▶ Task:
Needed from the data below: all lines that contain the word "AuthorityRecord".

(Extracted data entries)
◆ ◆ ◆ ◆

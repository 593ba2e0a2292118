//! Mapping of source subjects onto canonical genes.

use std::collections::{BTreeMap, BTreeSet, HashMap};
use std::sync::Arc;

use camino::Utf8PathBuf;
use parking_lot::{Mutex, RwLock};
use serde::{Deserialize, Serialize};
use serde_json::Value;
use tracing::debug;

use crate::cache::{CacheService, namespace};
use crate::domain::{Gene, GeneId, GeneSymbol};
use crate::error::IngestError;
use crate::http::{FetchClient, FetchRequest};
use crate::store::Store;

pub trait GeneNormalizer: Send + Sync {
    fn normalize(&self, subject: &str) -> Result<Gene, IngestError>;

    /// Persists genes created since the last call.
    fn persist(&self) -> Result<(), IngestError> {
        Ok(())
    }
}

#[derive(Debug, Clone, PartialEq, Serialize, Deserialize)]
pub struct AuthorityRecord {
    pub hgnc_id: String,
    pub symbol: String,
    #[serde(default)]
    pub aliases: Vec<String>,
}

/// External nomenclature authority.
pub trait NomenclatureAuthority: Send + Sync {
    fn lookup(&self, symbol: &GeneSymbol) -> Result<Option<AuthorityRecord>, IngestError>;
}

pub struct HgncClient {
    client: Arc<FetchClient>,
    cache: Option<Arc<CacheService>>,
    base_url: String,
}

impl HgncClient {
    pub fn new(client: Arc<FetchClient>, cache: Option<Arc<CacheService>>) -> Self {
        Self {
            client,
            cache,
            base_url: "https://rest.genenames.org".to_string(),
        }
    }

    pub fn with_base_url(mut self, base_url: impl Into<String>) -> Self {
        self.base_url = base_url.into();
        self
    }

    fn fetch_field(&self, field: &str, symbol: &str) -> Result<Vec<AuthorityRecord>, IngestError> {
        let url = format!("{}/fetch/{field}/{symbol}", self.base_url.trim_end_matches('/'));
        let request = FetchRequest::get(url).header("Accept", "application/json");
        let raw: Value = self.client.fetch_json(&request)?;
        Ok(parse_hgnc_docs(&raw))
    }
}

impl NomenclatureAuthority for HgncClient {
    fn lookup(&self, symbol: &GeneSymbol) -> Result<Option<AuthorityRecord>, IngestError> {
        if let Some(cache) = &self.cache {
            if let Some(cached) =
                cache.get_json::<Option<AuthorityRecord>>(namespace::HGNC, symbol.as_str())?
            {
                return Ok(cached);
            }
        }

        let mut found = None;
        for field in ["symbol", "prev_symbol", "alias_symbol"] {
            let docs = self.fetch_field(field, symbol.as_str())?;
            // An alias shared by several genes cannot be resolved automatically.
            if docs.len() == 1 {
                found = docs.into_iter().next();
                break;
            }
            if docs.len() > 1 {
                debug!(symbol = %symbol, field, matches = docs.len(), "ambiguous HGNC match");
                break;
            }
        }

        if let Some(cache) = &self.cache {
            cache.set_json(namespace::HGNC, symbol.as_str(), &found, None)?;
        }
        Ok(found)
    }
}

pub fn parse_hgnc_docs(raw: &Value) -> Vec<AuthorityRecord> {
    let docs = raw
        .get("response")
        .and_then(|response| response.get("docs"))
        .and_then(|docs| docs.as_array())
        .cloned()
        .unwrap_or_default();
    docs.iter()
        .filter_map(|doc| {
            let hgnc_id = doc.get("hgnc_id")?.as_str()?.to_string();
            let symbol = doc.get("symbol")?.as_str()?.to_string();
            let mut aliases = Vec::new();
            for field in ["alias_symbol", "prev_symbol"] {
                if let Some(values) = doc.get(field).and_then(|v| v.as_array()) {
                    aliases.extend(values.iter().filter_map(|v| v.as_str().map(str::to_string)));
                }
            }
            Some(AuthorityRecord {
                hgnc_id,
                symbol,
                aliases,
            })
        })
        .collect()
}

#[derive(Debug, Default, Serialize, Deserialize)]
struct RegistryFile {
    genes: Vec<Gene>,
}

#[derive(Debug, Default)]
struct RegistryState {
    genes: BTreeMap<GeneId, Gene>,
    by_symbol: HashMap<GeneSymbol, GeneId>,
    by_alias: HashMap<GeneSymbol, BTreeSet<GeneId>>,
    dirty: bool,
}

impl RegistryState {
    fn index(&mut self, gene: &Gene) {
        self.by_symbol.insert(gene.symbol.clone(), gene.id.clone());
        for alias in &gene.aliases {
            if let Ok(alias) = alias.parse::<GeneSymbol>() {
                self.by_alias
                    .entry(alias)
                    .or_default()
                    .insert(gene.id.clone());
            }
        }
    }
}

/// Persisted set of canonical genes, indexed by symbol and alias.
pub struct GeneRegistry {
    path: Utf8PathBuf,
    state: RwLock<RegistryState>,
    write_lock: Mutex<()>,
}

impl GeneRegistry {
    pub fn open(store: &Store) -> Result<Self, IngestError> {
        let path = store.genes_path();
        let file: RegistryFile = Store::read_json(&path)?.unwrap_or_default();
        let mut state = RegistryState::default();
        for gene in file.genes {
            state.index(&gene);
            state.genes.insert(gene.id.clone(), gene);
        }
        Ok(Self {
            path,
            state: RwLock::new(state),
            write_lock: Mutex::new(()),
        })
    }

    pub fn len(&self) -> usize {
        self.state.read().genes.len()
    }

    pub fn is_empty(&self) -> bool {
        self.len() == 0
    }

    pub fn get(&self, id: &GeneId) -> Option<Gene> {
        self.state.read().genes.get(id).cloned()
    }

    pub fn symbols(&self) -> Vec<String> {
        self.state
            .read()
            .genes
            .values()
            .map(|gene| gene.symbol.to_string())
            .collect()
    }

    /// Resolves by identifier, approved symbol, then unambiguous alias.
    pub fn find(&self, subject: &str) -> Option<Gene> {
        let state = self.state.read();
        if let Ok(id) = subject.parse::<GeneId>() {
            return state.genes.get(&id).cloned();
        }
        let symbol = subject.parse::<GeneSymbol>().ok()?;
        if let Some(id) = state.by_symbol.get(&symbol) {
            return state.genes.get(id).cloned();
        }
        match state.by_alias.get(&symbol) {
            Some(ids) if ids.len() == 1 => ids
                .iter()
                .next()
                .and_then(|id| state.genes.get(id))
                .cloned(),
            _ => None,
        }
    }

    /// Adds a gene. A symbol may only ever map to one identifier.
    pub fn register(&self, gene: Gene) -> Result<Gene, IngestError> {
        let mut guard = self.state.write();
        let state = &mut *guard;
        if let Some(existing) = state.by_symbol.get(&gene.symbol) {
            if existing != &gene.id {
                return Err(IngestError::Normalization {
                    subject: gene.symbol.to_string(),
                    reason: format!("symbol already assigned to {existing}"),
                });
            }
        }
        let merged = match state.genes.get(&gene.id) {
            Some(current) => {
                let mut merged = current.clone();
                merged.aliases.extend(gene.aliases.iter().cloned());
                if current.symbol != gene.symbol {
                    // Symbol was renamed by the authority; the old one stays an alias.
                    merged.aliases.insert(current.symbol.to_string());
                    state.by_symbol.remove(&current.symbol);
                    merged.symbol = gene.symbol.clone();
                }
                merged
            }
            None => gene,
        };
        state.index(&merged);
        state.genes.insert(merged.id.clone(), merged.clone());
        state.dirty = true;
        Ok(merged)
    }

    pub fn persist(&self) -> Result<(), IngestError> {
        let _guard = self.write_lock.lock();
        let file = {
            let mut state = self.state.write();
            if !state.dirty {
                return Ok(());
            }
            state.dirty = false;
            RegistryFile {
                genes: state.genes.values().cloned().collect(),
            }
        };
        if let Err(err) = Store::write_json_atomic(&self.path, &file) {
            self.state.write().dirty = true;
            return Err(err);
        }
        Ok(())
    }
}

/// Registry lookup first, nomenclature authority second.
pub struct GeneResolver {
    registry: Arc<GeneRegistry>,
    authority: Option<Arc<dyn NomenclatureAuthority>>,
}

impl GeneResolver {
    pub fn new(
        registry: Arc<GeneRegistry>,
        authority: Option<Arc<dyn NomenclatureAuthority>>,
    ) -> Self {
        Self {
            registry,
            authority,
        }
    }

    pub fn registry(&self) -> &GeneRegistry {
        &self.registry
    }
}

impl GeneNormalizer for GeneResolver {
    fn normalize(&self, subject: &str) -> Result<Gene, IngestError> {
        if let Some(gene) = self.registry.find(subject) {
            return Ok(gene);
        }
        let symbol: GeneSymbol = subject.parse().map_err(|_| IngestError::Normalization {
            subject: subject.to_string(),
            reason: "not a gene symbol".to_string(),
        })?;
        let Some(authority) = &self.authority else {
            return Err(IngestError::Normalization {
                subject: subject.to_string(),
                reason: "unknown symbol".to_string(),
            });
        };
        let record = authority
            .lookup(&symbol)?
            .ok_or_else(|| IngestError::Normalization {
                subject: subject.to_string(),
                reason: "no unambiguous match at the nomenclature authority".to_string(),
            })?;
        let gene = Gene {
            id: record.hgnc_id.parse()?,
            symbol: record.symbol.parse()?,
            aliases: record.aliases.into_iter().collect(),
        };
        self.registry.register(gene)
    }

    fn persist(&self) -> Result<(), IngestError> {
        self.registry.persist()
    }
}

◆ ◆ ◆ ◆

▶ Answer to the exercise:
pub struct AuthorityRecord {
    fn lookup(&self, symbol: &GeneSymbol) -> Result<Option<AuthorityRecord>, IngestError>;
    fn fetch_field(&self, field: &str, symbol: &str) -> Result<Vec<AuthorityRecord>, IngestError> {
    fn lookup(&self, symbol: &GeneSymbol) -> Result<Option<AuthorityRecord>, IngestError> {
                cache.get_json::<Option<AuthorityRecord>>(namespace::HGNC, symbol.as_str())?
pub fn parse_hgnc_docs(raw: &Value) -> Vec<AuthorityRecord> {
            Some(AuthorityRecord {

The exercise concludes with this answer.